**Problem:**
Go through the entries below and copy each line containing the word "question".

**Source data:**
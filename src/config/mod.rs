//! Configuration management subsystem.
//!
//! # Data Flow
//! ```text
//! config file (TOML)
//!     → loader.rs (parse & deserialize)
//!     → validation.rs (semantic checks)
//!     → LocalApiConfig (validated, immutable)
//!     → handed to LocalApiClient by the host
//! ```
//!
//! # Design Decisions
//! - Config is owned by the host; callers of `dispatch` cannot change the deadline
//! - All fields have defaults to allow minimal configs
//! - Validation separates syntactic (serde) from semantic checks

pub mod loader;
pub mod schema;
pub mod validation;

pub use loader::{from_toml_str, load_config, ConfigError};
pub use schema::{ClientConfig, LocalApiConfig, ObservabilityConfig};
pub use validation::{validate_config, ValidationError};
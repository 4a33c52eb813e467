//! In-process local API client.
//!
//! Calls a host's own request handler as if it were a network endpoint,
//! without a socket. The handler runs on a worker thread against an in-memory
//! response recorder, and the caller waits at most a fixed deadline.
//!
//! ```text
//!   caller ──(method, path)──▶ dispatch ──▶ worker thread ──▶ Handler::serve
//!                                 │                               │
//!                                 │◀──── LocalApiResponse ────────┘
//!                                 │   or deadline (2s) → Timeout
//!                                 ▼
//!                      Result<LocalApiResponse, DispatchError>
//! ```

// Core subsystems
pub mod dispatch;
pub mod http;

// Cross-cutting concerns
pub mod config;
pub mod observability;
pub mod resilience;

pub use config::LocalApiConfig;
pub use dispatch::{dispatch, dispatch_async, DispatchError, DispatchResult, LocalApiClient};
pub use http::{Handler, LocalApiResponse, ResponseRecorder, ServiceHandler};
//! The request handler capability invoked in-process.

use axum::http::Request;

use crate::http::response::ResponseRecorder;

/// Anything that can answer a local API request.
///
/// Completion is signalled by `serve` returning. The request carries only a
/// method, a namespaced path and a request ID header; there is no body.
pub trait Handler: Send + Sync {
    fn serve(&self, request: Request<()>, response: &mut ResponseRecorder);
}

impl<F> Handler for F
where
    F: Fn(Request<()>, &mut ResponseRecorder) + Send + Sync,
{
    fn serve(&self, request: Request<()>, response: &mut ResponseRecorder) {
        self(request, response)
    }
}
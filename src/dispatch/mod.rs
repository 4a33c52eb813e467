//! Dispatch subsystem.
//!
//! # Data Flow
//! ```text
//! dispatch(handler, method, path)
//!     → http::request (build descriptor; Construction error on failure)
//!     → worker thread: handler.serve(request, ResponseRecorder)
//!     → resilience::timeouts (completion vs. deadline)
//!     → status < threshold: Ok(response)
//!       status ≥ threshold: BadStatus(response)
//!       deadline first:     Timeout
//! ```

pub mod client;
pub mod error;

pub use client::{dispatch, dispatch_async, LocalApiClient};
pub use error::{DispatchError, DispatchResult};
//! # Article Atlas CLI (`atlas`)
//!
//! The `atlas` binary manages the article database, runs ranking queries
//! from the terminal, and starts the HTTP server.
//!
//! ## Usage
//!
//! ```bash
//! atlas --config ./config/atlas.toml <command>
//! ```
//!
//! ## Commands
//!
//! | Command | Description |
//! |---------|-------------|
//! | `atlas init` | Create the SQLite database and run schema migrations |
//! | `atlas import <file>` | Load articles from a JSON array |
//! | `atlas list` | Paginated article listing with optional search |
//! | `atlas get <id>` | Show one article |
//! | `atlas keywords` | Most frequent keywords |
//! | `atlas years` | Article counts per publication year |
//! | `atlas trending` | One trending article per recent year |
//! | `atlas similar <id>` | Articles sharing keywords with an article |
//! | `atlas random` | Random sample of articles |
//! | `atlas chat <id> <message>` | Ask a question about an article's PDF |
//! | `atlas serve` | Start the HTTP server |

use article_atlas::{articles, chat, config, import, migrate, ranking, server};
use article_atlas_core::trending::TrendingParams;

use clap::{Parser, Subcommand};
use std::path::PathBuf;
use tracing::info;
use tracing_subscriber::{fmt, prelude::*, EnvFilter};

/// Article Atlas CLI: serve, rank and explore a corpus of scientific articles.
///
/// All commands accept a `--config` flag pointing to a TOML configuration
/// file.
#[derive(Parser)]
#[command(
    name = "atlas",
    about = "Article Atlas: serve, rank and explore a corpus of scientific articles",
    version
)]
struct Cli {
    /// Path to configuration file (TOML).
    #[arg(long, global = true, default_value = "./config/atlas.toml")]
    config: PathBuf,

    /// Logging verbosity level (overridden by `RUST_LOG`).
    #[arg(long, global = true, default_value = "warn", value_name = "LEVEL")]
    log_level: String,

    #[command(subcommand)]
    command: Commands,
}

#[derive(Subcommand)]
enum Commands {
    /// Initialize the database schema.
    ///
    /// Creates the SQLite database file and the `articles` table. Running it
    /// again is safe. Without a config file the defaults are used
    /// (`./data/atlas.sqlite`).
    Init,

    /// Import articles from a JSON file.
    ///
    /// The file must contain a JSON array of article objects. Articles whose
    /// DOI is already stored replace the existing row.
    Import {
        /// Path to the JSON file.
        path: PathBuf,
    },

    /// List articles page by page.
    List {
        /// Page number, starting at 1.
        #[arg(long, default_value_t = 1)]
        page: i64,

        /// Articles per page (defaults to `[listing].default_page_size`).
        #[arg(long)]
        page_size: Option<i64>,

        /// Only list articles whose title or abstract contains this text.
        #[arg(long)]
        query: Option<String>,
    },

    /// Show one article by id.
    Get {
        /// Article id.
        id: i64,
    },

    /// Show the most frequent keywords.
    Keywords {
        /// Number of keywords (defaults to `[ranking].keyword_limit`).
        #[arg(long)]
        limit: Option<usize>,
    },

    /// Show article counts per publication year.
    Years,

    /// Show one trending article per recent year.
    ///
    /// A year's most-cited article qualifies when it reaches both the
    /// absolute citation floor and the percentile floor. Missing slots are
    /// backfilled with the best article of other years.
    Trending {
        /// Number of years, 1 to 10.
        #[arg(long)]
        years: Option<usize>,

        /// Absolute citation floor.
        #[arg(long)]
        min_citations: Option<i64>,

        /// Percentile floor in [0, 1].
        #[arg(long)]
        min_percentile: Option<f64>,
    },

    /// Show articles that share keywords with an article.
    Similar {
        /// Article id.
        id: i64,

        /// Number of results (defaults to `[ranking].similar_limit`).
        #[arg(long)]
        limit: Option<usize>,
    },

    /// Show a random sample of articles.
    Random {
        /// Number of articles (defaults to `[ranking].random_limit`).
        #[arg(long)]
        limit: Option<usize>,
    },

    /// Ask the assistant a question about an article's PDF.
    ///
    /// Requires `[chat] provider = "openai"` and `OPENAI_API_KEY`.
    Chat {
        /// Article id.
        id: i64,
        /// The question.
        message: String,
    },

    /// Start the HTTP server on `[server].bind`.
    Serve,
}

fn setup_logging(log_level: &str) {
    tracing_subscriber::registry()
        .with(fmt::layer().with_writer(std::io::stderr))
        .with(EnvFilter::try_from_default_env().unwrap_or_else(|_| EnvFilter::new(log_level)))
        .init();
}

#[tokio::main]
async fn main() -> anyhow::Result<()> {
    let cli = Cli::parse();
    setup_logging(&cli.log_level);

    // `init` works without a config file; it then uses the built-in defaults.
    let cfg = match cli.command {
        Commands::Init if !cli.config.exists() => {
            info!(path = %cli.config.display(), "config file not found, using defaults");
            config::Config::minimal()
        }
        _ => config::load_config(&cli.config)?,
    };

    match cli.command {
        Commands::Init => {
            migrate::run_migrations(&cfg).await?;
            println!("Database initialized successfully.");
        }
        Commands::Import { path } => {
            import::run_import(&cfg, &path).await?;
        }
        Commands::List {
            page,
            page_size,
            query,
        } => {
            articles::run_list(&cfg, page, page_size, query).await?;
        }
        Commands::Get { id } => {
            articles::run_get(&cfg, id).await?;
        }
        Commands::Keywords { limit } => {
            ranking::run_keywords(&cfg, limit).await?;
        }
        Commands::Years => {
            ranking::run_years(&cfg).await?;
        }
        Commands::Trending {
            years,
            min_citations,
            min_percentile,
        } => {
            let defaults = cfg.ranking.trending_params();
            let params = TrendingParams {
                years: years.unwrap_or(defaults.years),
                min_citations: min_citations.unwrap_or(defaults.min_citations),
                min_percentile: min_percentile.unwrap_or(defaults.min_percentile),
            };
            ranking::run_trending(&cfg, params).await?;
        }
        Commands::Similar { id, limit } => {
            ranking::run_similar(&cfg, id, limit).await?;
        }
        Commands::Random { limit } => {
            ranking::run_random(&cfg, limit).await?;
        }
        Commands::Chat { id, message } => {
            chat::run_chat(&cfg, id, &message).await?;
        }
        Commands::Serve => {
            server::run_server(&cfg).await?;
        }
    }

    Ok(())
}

**Response for this exercise:**
//! | `atlas chat <id> <message>` | Ask a question about an article's PDF |
    /// Ask the assistant a question about an article's PDF.
        /// The question.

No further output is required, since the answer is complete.